After Bono and The Edge bought the Dublin hotel in 1992, this riverside spot was a bolthole for visiting celebrities and known for raucous parties in the rooftop penthouse.
By the 2010s, it had lost its lustre and glam factor, however, with the U2 pair selling the hotel leasehold in 2019 (though they still own the building, with developer Paddy McKillen Sr).
Ireland’s Press Up Group (run by McKillen’s son, Paddy McKillen Jr) has since bought the leasehold and been giving the place a much-needed spruce-up. But has the snazzy new makeover brought it back to its former glory?
I checked in to find out.
The rating: 7.5/10
Arrival & Location
The new lobby is as slick as it gets, with pastel-pink furniture, Art Deco turquoise wallpaper and a gorgeous herringbone wood floor. Over the reception desk, the phrase ‘let love in’ is scrawled in neon, and light streams in through giant windows overlooking the Liffey. So far, so sexy.
Look at the building from the other side of the river and you’ll see how striking it is, with a Georgian redbrick facade (it dates back to 1852) and a rooftop dotted with turquoise tiles and curves. As a city-centre hotel, the location in Temple Bar can’t be beaten, but bear in mind that rooms overlooking the Liffey or Essex Street East can be noisier at night (see insider tip, below). 8/10
Service & Style
At a time when service around town can be extremely hit or miss, every staff member I happened upon was warm and pleasant. In fact, I’ve popped in and out of The Clarence on numerous occasions, and always found the staff to be friendly and helpful.
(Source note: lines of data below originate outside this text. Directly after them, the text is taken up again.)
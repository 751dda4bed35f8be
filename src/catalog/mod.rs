//! GlyphCatalog - source of the number of interchangeable glyph variant sets
//!
//! Each variant set is a complete alphabet drawn by hand, laid out as
//! `set{n}/{color}/{char_code}.png`. The renderer only needs to know how many
//! sets exist; it picks one at random per glyph.

use crate::engine::error::HandscriptError;
use log::{debug, warn};
use std::io;
use std::path::{Path, PathBuf};

/// Reports how many variant sets are available.
///
/// Queried once per run; the count is treated as fixed afterwards.
pub trait GlyphCatalog {
    /// Count the available variant sets (indexed `1..=count`)
    ///
    /// # Errors
    /// Returns `HandscriptError::CatalogUnreadable` if the backing location
    /// cannot be inspected. An empty location is `Ok(0)`.
    fn discover(&self) -> Result<usize, HandscriptError>;
}

/// Catalog backed by a directory with one sub-directory per variant set
#[derive(Debug, Clone)]
pub struct DirectoryCatalog {
    root: PathBuf,
}

impl DirectoryCatalog {
    pub fn new<P: Into<PathBuf>>(root: P) -> Self {
        Self { root: root.into() }
    }

    pub fn root(&self) -> &Path {
        &self.root
    }
}

impl GlyphCatalog for DirectoryCatalog {
    fn discover(&self) -> Result<usize, HandscriptError> {
        let unreadable = |source: io::Error| HandscriptError::CatalogUnreadable {
            path: self.root.clone(),
            source,
        };

        let mut count = 0;
        for entry in std::fs::read_dir(&self.root).map_err(unreadable)? {
            let path = entry.map_err(unreadable)?.path();
            if path.is_dir() {
                count += 1;
            } else {
                warn!("Ignoring non-directory catalog entry: {}", path.display());
            }
        }

        debug!(
            "Discovered {} variant set(s) in {}",
            count,
            self.root.display()
        );
        Ok(count)
    }
}

/// Catalog with a known count, used when the sets are not on local disk
#[derive(Debug, Clone, Copy, PartialEq, Eq)]
pub struct FixedCatalog(pub usize);

impl GlyphCatalog for FixedCatalog {
    fn discover(&self) -> Result<usize, HandscriptError> {
        Ok(self.0)
    }
}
You do see a bit of a blurred line between the hotel’s older, unrenovated areas and the refurbished spaces — when walking up the stairs, for example, the change in aesthetic is clear. But the new areas are as stylish as you’d expect, with the vaguely 1920s vibe that’s become synonymous with Press Up hotels like The Dean, The Mayson and Glasson Lakehouse (and a few copycats). 8/10
At this stage in the refurb, 24 of 58 rooms are complete, with the rest due to be finished by autumn. I stayed in a renovated room (a deluxe double) and the decor was subtly stylish, with a soft padded headboard in a deep rust colour, abstract art (much by Irish artists) and the all-important rotary telephone on the marble bedstand. The bathroom was sleek and monochrome, and I loved having shower controls positioned away from the showerhead itself, so you can get the temperature right before stepping in.
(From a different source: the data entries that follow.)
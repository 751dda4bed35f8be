use super::token::{classify, CharClass, InkColor, Token};

/// Per-line ink color state.
///
/// A toggle activates `InkColor::CYCLE[alternator]` and then flips the
/// alternator. Since the alternator starts at 0, the first toggle on a line
/// selects the primary color it already had; only the second toggle makes a
/// visible change.
#[derive(Debug, Clone, Copy, PartialEq, Eq)]
pub struct ColorState {
    active: InkColor,
    alternator: usize,
}

impl ColorState {
    pub fn new() -> Self {
        Self {
            active: InkColor::Primary,
            alternator: 0,
        }
    }

    pub fn active(&self) -> InkColor {
        self.active
    }

    pub fn alternator(&self) -> usize {
        self.alternator
    }

    pub fn toggle(&mut self) {
        self.active = InkColor::CYCLE[self.alternator];
        self.alternator = 1 - self.alternator;
    }
}

impl Default for ColorState {
    fn default() -> Self {
        Self::new()
    }
}

/// Tokenizes a single line; trailing whitespace is dropped first.
pub fn tokenize_line(line: &str) -> Vec<Token> {
    let mut state = ColorState::new();
    let mut tokens = Vec::new();

    for c in line.trim_end().chars() {
        match classify(c) {
            CharClass::Toggle => state.toggle(),
            CharClass::Blank => tokens.push(Token::Blank),
            CharClass::Glyph => tokens.push(Token::Glyph {
                char_code: c as u32,
                color: state.active(),
            }),
        }
    }

    tokens
}

/// One token list per input line, in input order.
pub fn tokenize_document(text: &str) -> Vec<Vec<Token>> {
    text.lines().map(tokenize_line).collect()
}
I also loved the somewhat higgledy-piggledy room arrangement that reminds you of the original Georgian layout. There was a little hallway and a couple of steps leading to the room itself, which overlooked a peaceful courtyard — hello, undisturbed sleep. However, if you book an older room, the decor isn’t quite as swish: think functional but dated, with black leather seating and magnolia walls.
Of course, the (now infamous) Press Up ‘Munchies’ minibar is in place, stacked with treats like Skelligs chocolate (€6), Tayto (€2) and jellies (€4). A mini Smeg fridge comes with cans of Wicklow Wolf beer (€6).
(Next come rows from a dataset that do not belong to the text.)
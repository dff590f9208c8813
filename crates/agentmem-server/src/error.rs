use agentmem_core::MemoryError;
use axum::http::StatusCode;
use axum::response::{IntoResponse, Response};

// ---------------------------------------------------------------------------
// Internal sentinel for explicit 404 errors
// ---------------------------------------------------------------------------

/// Carries an explicit HTTP 404 through the `anyhow::Error` chain. Absence is
/// not an error in the core, so it has no `MemoryError` variant.
#[derive(Debug)]
struct NotFoundError(String);

impl std::fmt::Display for NotFoundError {
    fn fmt(&self, f: &mut std::fmt::Formatter<'_>) -> std::fmt::Result {
        write!(f, "{}", self.0)
    }
}

impl std::error::Error for NotFoundError {}

// ---------------------------------------------------------------------------
// AppError — unified error type for HTTP responses
// ---------------------------------------------------------------------------

/// Unified error type for HTTP responses.
#[derive(Debug)]
pub struct AppError(pub anyhow::Error);

impl AppError {
    /// Construct a 404 Not Found error.
    pub fn not_found(msg: impl Into<String>) -> Self {
        Self(NotFoundError(msg.into()).into())
    }
}

fn status_for(err: &MemoryError) -> StatusCode {
    match err {
        MemoryError::InvalidIdentifier { .. } | MemoryError::UnknownStatus(_) => {
            StatusCode::BAD_REQUEST
        }
        MemoryError::StoreUnavailable(_) => StatusCode::SERVICE_UNAVAILABLE,
        MemoryError::WaitTimeout { .. }
        | MemoryError::DependencyTimeout { .. }
        | MemoryError::DependencyFailed { .. }
        | MemoryError::DependencyCycle { .. }
        | MemoryError::InvalidTransition { .. }
        | MemoryError::InvalidConfig(_)
        | MemoryError::CorruptRecord { .. }
        | MemoryError::Io(_)
        | MemoryError::Yaml(_)
        | MemoryError::Json(_) => StatusCode::INTERNAL_SERVER_ERROR,
    }
}

impl IntoResponse for AppError {
    fn into_response(self) -> Response {
        if let Some(n) = self.0.downcast_ref::<NotFoundError>() {
            let body = serde_json::json!({ "error": n.0.clone() });
            return (StatusCode::NOT_FOUND, axum::Json(body)).into_response();
        }

        let status = self
            .0
            .downcast_ref::<MemoryError>()
            .map(status_for)
            .unwrap_or(StatusCode::INTERNAL_SERVER_ERROR);

        if status.is_server_error() {
            tracing::warn!(error = %self.0, status = status.as_u16(), "request failed");
        }
        let body = serde_json::json!({ "error": self.0.to_string() });
        (status, axum::Json(body)).into_response()
    }
}

impl<E> From<E> for AppError
where
    E: Into<anyhow::Error>,
{
    fn from(err: E) -> Self {
        Self(err.into())
    }
}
Another big plus? Sanitary products are provided free of charge for guests and staff, as they are in all Press Up properties and restaurants. They’re from eco-friendly Irish company Riley, too. That’s good to see. 7/10
Food & Drink
After lots of switches and changes, the building is home to several different food and drink options. The newest is the Curious Mister lounge (formerly the Octagon Bar), an intimate and cosy nook where exceptional cocktails (€13.50) are made with unusual ingredients like pandan, an earthy, spicy plant from Southeast Asia. I loved their spin on a whiskey sour, using Jameson Black Barrel, hibiscus and a splash of Guinness for a smoky, velvety-soft finish. The red-pepper margarita was a smash hit, too.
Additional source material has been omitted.